Never go to our web site by clicking a link in an e-mail.
- When entering personal account information, verify that you are on a secure website. If the website is secure, you will find "https" in the address and a closed padlock in your browser's toolbar.
- Use anti-virus and anti-spyware software, as well as a firewall, and update them all regularly. Some phishing emails contain software that can harm your computer or track your activities on the Internet without your knowledge. Anti-virus software and a firewall can protect you from inadvertently accepting such unwanted files.
Phone Security - "Vishing" Scams
Vishing is a scam similar to Phishing, a scam involves sending a spam email or pop-up message telling you that your account has been compromised and will instruct you to call a phone number to verify your account information. An official sounding automated message will ask you to enter your personal financial information such as your 16 digit credit card number. Some of these scams involve a telephone call to the victim directly in which the caller already has your credit card number but asks you to verify the valuable three digit security code.
Tips to protect yourself against "Vishing" Scams
- Never give your personal information over the phone. If you feel a call is suspicious, call the company directly to verify the authenticity of the call.
- Beware of organizations asking for charitable donations. If you want to donate money, contact the organization yourself to make sure that your money is going to the appropriate place.

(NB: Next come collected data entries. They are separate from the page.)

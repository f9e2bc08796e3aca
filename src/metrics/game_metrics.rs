use std::time::{Duration, Instant};

use crate::game::TickOutcome;

/// Session statistics shown next to the board
pub struct GameMetrics {
    pub start_time: Instant,
    pub elapsed_time: Duration,
    pub games_played: u32,
    pub bonuses_eaten: u32,
    pub bonuses_missed: u32,
    running: bool,
}

impl GameMetrics {
    pub fn new() -> Self {
        Self {
            start_time: Instant::now(),
            elapsed_time: Duration::ZERO,
            games_played: 0,
            bonuses_eaten: 0,
            bonuses_missed: 0,
            running: false,
        }
    }

    /// Refresh the game clock; it stands still between games
    pub fn update(&mut self) {
        if self.running {
            self.elapsed_time = self.start_time.elapsed();
        }
    }

    pub fn on_game_start(&mut self) {
        self.start_time = Instant::now();
        self.elapsed_time = Duration::ZERO;
        self.running = true;
    }

    pub fn on_tick(&mut self, outcome: &TickOutcome) {
        match outcome {
            TickOutcome::AteBonus => self.bonuses_eaten += 1,
            TickOutcome::BonusExpired => self.bonuses_missed += 1,
            TickOutcome::GameOver { .. } | TickOutcome::BoardFilled { .. } => self.on_game_over(),
            _ => {}
        }
    }

    pub fn on_game_over(&mut self) {
        self.update();
        self.running = false;
        self.games_played += 1;
    }

    pub fn format_time(&self) -> String {
        let total_secs = self.elapsed_time.as_secs();
        let minutes = total_secs / 60;
        let seconds = total_secs % 60;
        format!("{:02}:{:02}", minutes, seconds)
    }
}

impl Default for GameMetrics {
    fn default() -> Self {
        Self::new()
    }
}

#[cfg(test)]
mod tests {
    use super::*;
    use crate::game::CollisionType;

    #[test]
    fn test_time_formatting() {
        let mut metrics = GameMetrics::new();
        metrics.elapsed_time = Duration::from_secs(125);
        assert_eq!(metrics.format_time(), "02:05");

        metrics.elapsed_time = Duration::from_secs(0);
        assert_eq!(metrics.format_time(), "00:00");

        metrics.elapsed_time = Duration::from_secs(3661);
        assert_eq!(metrics.format_time(), "61:01");
    }

    #[test]
    fn test_tick_tracking() {
        let mut metrics = GameMetrics::new();
        metrics.on_game_start();

        metrics.on_tick(&TickOutcome::Moved);
        metrics.on_tick(&TickOutcome::AteBonus);
        metrics.on_tick(&TickOutcome::BonusExpired);
        assert_eq!(metrics.bonuses_eaten, 1);
        assert_eq!(metrics.bonuses_missed, 1);
        assert_eq!(metrics.games_played, 0);

        metrics.on_tick(&TickOutcome::GameOver {
            collision: CollisionType::Wall,
            final_score: 3,
        });
        assert_eq!(metrics.games_played, 1);
    }

    #[test]
    fn test_clock_stops_after_game_over() {
        let mut metrics = GameMetrics::new();
        metrics.on_game_start();
        metrics.on_game_over();
        let frozen = metrics.elapsed_time;

        std::thread::sleep(Duration::from_millis(20));
        metrics.update();
        assert_eq!(metrics.elapsed_time, frozen);
    }

    #[test]
    fn test_game_start_resets_time() {
        let mut metrics = GameMetrics::new();
        metrics.on_game_start();
        std::thread::sleep(Duration::from_millis(50));
        metrics.update();

        assert!(metrics.elapsed_time.as_millis() >= 50);

        metrics.on_game_start();
        metrics.update();
        assert!(metrics.elapsed_time.as_millis() < 50);
    }
}
use log::{error, info};

use super::store::HighScoreStore;

/// Tracks the best score across games and persists improvements
pub struct Scoreboard<S: HighScoreStore> {
    store: S,
    high_score: u32,
}

impl<S: HighScoreStore> Scoreboard<S> {
    /// Load the stored high score once, at construction
    pub fn new(store: S) -> Self {
        let high_score = store.load_high_score();
        Self { store, high_score }
    }

    pub fn high_score(&self) -> u32 {
        self.high_score
    }

    pub fn store(&self) -> &S {
        &self.store
    }

    /// Record a finished game. The high score changes, and is saved, only when
    /// `final_score` is strictly greater. Returns whether it changed.
    pub fn record(&mut self, final_score: u32) -> bool {
        if final_score <= self.high_score {
            return false;
        }

        info!("new high score {} (was {})", final_score, self.high_score);
        self.high_score = final_score;

        if let Err(err) = self.store.save_high_score(final_score) {
            error!("failed to save high score: {}", err);
        }
        true
    }
}

#[cfg(test)]
mod tests {
    use super::*;
    use crate::score::{FileHighScoreStore, MemoryHighScoreStore};
    use tempfile::TempDir;

    #[test]
    fn test_loads_on_creation() {
        let board = Scoreboard::new(MemoryHighScoreStore::with_score(12));
        assert_eq!(board.high_score(), 12);
    }

    #[test]
    fn test_only_strictly_greater_updates() {
        let mut board = Scoreboard::new(MemoryHighScoreStore::with_score(10));

        assert!(!board.record(5));
        assert!(!board.record(10));
        assert_eq!(board.store().saves, 0);

        assert!(board.record(11));
        assert_eq!(board.high_score(), 11);
        assert_eq!(board.store().score, Some(11));
        assert_eq!(board.store().saves, 1);
    }

    #[test]
    fn test_zero_score_never_saved() {
        let mut board = Scoreboard::new(MemoryHighScoreStore::default());
        assert!(!board.record(0));
        assert_eq!(board.store().saves, 0);
    }

    #[test]
    fn test_persists_across_sessions() {
        let temp_dir = TempDir::new().unwrap();
        let path = temp_dir.path().join("highscore.txt");

        let mut first = Scoreboard::new(FileHighScoreStore::new(&path));
        assert_eq!(first.high_score(), 0);
        first.record(23);

        let second = Scoreboard::new(FileHighScoreStore::new(&path));
        assert_eq!(second.high_score(), 23);
    }

    #[test]
    fn test_save_failure_keeps_in_memory_score() {
        let temp_dir = TempDir::new().unwrap();
        // A directory cannot be written as a file
        let mut board = Scoreboard::new(FileHighScoreStore::new(temp_dir.path()));

        assert!(board.record(7));
        assert_eq!(board.high_score(), 7);
    }
}
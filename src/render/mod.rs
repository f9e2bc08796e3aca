pub mod renderer;

pub use renderer::{CellKind, Hud, LastResult, Renderer};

Text Message Security - "Smishing" Scams
Smishing is a scam similar to Vishing for Phishing, but gets its name from SMS text messaging. Smishing is when a scammer sends you a text message claiming that there is a problem with your bank account and asks you to text back n order to reactivate your account. Other Smishing scam text messages may include a link to a website you that you must click on to resolve the “problem.”
Tips for protecting yourself against "Smishing" Scams
1. Don’t respond in any way to Smishing messages, even if it is just to ask the sender to leave you alone. Responding will verify that your phone number is active, and will prompt the scammer to keep trying
2. Never click on any links or call phone numbers in an unsolicited text message. Simply delete the message from your phone
3. Report the message to your cell phone service’s scam text reporting number, or the general customer service number.
Protect Your Privacy
Fraud comes in many shapes and sizes and unfortunately, it will never go away. Nor will the money and time spent fixing it. That’s why it’s vital to ramp up your security arsenal.
While fraud operators are constantly developing new viruses, spyware and online fraud schemes, the good news is that you can take action to protect yourself against online fraud.